------ MATERIAL FOR THIS EXERCISE ------
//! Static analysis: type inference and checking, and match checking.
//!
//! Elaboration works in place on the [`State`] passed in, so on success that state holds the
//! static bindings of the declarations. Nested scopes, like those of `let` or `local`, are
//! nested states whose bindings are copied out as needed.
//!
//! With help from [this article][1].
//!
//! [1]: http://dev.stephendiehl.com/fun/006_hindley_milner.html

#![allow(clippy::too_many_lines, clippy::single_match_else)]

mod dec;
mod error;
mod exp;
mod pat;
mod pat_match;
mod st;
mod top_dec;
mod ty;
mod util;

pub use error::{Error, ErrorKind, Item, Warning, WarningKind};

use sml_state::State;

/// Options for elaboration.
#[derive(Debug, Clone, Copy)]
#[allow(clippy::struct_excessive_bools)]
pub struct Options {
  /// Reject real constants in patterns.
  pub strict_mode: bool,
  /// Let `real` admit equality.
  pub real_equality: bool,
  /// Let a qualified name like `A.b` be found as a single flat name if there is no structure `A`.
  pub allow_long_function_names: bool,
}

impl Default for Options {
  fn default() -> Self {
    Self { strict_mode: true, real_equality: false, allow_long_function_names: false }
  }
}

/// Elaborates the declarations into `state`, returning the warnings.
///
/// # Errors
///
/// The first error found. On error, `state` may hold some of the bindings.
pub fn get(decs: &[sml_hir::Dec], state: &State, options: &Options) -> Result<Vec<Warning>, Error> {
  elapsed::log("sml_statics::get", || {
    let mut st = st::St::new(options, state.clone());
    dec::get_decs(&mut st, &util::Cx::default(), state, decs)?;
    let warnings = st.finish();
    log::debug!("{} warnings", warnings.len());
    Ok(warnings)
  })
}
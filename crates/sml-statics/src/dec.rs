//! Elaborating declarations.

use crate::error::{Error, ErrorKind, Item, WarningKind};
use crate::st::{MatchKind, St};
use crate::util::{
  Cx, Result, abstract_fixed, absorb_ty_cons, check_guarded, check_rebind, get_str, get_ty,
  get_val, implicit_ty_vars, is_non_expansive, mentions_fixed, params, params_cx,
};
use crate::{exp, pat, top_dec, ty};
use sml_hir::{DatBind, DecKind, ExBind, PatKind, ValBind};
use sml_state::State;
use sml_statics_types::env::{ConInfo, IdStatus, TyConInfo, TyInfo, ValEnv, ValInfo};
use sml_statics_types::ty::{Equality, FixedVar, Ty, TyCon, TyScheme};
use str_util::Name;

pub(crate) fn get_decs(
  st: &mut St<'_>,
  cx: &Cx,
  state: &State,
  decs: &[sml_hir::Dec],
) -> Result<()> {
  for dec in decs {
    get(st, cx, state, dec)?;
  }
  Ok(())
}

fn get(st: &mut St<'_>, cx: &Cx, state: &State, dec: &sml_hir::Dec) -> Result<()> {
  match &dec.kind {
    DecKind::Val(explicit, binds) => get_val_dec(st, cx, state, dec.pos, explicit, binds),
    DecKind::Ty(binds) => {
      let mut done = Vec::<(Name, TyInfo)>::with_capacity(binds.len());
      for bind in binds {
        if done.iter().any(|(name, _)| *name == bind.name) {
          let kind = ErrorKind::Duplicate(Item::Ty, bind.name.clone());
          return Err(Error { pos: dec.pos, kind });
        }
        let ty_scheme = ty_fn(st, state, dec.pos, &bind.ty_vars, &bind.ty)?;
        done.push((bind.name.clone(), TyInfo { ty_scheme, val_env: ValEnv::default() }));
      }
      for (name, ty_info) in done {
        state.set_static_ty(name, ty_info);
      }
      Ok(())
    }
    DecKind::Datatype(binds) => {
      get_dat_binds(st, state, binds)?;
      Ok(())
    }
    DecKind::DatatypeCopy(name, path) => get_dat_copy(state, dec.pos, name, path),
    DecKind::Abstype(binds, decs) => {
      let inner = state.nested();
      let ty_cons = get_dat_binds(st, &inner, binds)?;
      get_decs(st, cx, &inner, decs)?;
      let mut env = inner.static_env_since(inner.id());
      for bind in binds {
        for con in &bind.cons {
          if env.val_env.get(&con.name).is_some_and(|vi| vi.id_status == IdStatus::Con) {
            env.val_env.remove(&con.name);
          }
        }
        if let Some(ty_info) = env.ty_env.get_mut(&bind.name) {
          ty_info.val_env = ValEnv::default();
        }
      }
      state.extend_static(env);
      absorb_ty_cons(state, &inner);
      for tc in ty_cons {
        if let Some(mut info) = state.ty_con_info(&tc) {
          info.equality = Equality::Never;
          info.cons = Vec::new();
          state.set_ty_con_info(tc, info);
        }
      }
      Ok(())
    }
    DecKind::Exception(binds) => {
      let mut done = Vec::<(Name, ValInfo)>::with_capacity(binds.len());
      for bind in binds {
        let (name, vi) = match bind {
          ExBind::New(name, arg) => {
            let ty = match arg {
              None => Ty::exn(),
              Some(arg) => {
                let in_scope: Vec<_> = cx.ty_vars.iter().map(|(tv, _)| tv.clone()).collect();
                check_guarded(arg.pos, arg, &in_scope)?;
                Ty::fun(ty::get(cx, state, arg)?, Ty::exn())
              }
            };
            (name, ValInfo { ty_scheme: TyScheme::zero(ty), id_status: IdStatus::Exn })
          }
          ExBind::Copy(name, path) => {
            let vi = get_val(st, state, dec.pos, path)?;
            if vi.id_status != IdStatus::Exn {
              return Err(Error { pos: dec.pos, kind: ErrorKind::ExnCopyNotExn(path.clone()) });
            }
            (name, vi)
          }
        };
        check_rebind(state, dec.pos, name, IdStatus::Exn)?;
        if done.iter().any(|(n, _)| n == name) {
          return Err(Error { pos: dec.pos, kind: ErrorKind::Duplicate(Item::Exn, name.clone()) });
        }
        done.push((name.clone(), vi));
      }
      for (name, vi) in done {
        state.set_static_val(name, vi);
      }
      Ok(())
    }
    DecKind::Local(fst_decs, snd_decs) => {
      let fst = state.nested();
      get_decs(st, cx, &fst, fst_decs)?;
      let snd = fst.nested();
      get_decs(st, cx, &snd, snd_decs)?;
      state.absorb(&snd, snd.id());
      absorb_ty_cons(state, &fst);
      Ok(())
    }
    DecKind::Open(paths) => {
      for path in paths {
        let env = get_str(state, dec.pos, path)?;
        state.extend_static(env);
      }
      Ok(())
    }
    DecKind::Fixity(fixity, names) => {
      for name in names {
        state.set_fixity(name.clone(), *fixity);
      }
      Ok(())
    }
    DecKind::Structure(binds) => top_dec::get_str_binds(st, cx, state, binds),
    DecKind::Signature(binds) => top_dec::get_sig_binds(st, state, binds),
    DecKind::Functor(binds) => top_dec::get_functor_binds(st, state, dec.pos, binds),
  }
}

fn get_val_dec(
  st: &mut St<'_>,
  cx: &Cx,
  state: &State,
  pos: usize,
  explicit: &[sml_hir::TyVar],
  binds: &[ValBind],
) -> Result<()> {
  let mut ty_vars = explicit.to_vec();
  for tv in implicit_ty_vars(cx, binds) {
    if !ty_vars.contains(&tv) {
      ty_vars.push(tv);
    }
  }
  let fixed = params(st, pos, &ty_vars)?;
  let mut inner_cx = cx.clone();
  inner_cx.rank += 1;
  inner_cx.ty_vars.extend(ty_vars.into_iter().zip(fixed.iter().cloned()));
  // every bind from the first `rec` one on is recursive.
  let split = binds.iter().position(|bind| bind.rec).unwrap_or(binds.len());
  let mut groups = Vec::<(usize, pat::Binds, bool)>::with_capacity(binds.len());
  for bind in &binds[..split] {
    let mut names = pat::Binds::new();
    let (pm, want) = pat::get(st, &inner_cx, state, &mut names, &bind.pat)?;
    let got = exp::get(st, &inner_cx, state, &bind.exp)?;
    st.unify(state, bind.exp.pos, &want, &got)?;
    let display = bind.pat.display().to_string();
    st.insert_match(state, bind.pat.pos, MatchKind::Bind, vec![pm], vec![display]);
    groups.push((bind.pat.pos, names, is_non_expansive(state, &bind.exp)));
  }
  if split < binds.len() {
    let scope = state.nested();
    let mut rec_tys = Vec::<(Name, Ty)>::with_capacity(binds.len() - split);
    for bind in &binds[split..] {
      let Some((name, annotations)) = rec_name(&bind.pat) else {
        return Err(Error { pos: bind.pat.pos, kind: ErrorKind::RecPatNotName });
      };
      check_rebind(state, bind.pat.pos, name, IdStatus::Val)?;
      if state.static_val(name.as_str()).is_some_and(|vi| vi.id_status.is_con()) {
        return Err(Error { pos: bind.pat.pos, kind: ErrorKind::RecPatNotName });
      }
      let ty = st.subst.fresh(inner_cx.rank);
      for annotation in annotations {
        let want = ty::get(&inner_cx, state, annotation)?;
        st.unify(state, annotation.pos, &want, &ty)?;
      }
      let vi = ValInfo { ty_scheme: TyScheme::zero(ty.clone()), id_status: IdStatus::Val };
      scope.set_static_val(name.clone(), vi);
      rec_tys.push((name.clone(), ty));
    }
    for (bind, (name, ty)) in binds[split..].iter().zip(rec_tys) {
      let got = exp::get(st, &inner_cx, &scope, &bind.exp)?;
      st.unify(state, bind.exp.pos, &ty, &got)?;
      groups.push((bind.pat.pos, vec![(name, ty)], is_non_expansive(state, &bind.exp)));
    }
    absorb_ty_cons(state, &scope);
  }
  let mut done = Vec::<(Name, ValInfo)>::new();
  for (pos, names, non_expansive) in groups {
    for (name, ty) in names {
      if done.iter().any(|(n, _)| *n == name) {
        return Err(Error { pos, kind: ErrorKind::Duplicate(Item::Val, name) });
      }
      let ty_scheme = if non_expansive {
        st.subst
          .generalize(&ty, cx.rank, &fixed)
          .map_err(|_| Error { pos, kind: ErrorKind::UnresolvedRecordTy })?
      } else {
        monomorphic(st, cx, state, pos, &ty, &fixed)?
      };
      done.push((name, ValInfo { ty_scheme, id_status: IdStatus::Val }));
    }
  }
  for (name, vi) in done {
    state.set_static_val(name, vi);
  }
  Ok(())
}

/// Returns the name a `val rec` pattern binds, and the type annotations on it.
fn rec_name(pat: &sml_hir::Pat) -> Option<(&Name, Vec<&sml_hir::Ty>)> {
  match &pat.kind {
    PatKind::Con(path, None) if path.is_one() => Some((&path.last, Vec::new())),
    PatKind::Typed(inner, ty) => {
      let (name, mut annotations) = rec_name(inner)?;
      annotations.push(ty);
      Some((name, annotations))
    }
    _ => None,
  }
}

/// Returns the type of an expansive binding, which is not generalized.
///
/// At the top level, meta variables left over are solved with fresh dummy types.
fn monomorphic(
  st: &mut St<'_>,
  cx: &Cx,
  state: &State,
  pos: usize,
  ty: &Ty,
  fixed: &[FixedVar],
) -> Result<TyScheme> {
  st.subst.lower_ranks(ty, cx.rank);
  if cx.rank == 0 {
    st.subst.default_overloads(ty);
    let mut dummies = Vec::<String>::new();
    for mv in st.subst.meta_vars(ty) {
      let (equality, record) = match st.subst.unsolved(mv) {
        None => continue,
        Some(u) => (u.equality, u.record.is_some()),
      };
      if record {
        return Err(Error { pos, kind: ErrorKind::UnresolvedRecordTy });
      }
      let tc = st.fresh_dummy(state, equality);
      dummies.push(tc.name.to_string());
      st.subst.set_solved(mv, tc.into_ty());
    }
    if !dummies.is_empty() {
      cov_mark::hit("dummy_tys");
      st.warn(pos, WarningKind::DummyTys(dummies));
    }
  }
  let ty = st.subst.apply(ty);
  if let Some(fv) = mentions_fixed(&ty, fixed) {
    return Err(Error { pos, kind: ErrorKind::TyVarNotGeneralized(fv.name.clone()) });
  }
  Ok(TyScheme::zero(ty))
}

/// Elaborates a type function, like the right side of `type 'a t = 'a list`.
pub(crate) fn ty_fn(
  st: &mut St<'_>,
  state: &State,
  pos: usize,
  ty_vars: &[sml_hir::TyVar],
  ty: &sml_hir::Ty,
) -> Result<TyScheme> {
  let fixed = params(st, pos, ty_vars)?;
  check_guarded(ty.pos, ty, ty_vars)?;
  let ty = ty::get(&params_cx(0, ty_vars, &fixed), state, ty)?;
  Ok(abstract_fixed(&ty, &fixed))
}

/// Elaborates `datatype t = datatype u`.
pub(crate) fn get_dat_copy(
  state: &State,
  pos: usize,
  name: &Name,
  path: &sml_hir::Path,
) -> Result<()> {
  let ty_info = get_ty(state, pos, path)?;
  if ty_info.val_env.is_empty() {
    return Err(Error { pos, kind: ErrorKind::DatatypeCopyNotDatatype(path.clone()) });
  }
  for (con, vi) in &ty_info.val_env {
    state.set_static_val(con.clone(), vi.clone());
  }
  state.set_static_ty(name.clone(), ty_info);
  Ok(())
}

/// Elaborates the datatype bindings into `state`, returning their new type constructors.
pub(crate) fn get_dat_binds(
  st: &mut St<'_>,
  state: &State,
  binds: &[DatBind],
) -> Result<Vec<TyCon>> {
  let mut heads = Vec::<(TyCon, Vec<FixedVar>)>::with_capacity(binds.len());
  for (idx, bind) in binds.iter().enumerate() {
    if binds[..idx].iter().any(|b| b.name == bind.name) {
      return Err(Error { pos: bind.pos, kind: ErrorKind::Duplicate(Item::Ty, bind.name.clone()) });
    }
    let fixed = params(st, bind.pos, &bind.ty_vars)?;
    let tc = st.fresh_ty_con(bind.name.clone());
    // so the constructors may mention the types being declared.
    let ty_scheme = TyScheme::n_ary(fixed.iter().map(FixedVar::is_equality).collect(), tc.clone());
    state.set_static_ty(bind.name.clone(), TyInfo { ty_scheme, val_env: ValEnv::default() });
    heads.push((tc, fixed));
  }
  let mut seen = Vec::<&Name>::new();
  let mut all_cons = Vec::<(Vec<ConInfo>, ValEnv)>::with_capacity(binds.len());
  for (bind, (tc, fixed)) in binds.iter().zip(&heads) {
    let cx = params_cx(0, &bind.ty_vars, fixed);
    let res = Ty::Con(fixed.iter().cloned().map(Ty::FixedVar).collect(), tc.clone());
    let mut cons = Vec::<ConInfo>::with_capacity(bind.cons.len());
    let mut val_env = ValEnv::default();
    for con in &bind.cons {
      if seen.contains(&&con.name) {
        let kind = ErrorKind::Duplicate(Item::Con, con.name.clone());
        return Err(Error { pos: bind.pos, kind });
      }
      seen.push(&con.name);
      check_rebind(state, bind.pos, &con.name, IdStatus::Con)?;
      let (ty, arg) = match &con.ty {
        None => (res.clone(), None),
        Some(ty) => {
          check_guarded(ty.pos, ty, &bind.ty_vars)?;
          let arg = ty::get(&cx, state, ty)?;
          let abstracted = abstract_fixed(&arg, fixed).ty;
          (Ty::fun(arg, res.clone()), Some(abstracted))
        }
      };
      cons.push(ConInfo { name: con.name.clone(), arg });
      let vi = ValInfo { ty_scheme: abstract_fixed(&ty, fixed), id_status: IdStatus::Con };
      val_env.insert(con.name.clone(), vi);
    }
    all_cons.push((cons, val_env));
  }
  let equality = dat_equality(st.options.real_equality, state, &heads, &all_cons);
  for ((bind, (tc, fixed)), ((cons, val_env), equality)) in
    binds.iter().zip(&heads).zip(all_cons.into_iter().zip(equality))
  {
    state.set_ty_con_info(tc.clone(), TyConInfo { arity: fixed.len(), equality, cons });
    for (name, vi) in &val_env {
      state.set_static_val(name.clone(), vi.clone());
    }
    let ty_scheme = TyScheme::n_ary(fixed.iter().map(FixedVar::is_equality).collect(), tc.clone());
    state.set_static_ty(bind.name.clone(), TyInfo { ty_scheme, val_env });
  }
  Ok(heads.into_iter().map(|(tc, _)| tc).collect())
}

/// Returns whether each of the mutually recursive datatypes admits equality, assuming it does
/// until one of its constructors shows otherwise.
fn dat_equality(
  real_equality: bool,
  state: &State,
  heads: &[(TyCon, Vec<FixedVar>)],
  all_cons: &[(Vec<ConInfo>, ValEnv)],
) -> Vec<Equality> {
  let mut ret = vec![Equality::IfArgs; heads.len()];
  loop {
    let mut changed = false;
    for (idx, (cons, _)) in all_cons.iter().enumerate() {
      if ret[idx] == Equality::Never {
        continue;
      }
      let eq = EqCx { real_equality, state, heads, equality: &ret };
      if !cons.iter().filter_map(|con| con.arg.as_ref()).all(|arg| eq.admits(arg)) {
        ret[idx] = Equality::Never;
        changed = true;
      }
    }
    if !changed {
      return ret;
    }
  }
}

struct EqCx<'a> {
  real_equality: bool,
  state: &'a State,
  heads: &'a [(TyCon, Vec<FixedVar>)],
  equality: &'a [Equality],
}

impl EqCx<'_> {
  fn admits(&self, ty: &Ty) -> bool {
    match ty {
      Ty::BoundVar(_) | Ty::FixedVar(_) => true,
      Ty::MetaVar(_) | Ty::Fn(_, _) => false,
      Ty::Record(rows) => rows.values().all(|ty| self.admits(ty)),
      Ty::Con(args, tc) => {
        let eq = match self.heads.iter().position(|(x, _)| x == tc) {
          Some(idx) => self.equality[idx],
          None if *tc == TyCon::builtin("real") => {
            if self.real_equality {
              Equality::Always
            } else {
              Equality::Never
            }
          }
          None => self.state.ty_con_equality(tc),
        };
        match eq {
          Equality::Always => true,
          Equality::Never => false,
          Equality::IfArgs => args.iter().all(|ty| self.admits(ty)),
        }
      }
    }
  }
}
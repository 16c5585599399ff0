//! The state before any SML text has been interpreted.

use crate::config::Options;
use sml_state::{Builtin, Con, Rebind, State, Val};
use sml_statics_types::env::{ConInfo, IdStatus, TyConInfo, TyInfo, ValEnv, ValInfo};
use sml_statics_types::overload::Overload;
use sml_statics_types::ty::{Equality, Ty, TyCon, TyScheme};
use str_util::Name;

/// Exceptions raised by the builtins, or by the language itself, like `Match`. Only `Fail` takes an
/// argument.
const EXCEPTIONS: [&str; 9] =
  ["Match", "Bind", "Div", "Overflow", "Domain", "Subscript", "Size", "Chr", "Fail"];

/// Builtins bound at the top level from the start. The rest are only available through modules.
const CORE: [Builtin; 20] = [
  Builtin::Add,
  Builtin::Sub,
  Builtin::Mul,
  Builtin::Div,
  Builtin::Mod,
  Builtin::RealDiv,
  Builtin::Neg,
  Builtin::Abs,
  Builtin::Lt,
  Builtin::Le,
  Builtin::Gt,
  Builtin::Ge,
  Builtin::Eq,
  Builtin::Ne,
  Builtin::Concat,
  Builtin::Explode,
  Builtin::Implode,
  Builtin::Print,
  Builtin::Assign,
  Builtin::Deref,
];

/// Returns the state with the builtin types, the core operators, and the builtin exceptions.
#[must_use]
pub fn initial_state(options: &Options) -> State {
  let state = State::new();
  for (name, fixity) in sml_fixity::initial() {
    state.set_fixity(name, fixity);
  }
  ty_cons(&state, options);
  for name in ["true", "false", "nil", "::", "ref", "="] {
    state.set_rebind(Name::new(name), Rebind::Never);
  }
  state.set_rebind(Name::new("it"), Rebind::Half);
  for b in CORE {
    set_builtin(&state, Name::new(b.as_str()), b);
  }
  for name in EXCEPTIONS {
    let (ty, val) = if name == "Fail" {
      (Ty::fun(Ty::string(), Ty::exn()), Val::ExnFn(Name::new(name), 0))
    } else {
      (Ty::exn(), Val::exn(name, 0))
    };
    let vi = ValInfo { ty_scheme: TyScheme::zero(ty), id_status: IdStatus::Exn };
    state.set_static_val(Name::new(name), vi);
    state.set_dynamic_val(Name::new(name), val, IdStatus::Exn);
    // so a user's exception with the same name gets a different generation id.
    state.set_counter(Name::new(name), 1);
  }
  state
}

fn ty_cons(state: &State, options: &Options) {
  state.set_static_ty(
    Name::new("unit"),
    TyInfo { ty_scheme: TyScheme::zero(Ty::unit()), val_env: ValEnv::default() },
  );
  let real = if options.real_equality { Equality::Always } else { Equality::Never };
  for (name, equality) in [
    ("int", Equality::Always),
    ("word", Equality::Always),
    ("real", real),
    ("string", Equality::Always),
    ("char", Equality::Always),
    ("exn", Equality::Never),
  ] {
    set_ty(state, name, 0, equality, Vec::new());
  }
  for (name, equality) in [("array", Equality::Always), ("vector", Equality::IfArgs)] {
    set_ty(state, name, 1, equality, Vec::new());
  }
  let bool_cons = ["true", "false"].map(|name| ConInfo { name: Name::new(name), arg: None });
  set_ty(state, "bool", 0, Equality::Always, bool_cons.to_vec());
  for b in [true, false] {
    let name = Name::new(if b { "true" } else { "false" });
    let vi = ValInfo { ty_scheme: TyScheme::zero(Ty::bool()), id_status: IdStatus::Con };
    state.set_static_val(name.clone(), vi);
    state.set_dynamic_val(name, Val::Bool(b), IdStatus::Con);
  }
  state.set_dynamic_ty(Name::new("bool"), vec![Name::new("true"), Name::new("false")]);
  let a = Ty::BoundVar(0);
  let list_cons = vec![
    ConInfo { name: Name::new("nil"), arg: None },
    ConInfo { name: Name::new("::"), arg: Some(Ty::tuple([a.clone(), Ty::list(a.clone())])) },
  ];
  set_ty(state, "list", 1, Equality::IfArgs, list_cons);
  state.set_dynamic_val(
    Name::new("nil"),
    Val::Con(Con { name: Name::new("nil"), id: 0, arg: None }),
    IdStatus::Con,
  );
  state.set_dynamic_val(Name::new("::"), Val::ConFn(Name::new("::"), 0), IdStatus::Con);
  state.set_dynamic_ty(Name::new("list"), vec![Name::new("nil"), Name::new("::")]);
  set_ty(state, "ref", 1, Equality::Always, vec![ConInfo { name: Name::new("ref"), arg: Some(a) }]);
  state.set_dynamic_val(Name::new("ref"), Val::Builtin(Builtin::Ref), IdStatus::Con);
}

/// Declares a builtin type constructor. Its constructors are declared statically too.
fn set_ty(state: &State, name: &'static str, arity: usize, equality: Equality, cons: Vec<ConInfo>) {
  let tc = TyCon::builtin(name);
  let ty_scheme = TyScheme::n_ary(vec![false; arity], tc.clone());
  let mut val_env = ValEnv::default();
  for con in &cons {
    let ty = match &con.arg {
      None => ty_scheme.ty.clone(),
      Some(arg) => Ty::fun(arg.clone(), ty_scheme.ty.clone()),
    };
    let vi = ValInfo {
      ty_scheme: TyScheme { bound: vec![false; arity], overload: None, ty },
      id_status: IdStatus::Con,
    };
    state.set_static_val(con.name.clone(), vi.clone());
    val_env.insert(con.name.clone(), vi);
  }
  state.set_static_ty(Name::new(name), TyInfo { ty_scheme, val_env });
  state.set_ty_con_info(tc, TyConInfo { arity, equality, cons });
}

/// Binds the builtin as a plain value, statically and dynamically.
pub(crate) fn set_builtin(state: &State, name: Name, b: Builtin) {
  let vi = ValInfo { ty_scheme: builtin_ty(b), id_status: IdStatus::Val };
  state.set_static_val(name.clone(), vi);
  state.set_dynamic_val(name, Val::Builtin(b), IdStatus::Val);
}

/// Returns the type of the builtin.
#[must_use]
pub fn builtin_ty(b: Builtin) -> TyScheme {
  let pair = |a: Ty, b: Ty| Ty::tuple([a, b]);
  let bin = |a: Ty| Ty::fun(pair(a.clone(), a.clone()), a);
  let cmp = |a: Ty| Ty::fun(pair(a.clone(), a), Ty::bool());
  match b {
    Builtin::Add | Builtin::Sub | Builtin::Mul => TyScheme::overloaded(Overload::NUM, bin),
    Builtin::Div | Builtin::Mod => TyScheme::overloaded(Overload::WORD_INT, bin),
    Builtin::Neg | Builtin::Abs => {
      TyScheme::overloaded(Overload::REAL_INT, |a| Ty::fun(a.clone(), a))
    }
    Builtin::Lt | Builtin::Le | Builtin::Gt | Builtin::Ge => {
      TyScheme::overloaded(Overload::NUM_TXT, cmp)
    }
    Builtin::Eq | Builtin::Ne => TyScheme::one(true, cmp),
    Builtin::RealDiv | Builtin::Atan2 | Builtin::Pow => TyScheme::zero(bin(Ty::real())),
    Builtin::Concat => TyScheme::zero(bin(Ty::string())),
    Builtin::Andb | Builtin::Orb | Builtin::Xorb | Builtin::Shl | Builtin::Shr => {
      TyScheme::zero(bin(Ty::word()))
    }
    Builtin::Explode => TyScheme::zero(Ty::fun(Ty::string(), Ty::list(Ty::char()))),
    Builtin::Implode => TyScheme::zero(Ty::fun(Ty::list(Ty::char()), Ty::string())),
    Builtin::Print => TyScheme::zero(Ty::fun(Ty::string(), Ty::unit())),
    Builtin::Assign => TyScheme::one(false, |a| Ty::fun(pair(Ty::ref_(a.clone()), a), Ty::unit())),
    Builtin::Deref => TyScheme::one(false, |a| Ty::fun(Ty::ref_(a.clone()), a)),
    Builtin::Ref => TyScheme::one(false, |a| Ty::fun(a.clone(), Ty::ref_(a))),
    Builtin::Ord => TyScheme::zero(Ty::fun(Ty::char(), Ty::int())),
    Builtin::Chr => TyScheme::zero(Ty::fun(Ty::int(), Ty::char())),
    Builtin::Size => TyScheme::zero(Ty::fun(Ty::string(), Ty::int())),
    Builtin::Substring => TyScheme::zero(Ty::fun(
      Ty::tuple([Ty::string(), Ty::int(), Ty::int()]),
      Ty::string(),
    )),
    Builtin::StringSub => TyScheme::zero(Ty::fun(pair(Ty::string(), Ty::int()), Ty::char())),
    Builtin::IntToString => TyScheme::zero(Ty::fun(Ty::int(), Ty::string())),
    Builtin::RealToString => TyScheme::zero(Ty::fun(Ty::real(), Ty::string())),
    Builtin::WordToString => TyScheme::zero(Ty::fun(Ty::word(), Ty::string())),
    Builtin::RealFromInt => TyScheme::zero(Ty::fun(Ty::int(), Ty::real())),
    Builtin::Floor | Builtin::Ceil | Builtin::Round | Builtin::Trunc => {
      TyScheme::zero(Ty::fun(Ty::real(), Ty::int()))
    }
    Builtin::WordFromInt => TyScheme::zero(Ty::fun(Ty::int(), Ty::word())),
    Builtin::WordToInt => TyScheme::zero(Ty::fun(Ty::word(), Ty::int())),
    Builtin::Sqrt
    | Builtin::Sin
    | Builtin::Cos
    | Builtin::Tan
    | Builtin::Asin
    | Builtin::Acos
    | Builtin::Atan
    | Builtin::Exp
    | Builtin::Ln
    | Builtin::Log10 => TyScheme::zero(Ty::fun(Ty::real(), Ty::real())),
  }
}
------
**EXERCISE REQUIREMENTS:** Reproduce the lines of the entries above from the one with "let fixed = params(st, pos, ty_vars)?;" to the one with "for (con, vi)", both included, exactly and without any other line.

**SOLUTION:**
  let fixed = params(st, pos, ty_vars)?;
  check_guarded(ty.pos, ty, ty_vars)?;
  let ty = ty::get(&params_cx(0, ty_vars, &fixed), state, ty)?;
  Ok(abstract_fixed(&ty, &fixed))
}

/// Elaborates `datatype t = datatype u`.
pub(crate) fn get_dat_copy(
  state: &State,
  pos: usize,
  name: &Name,
  path: &sml_hir::Path,
) -> Result<()> {
  let ty_info = get_ty(state, pos, path)?;
  if ty_info.val_env.is_empty() {
    return Err(Error { pos, kind: ErrorKind::DatatypeCopyNotDatatype(path.clone()) });
  }
  for (con, vi) in &ty_info.val_env {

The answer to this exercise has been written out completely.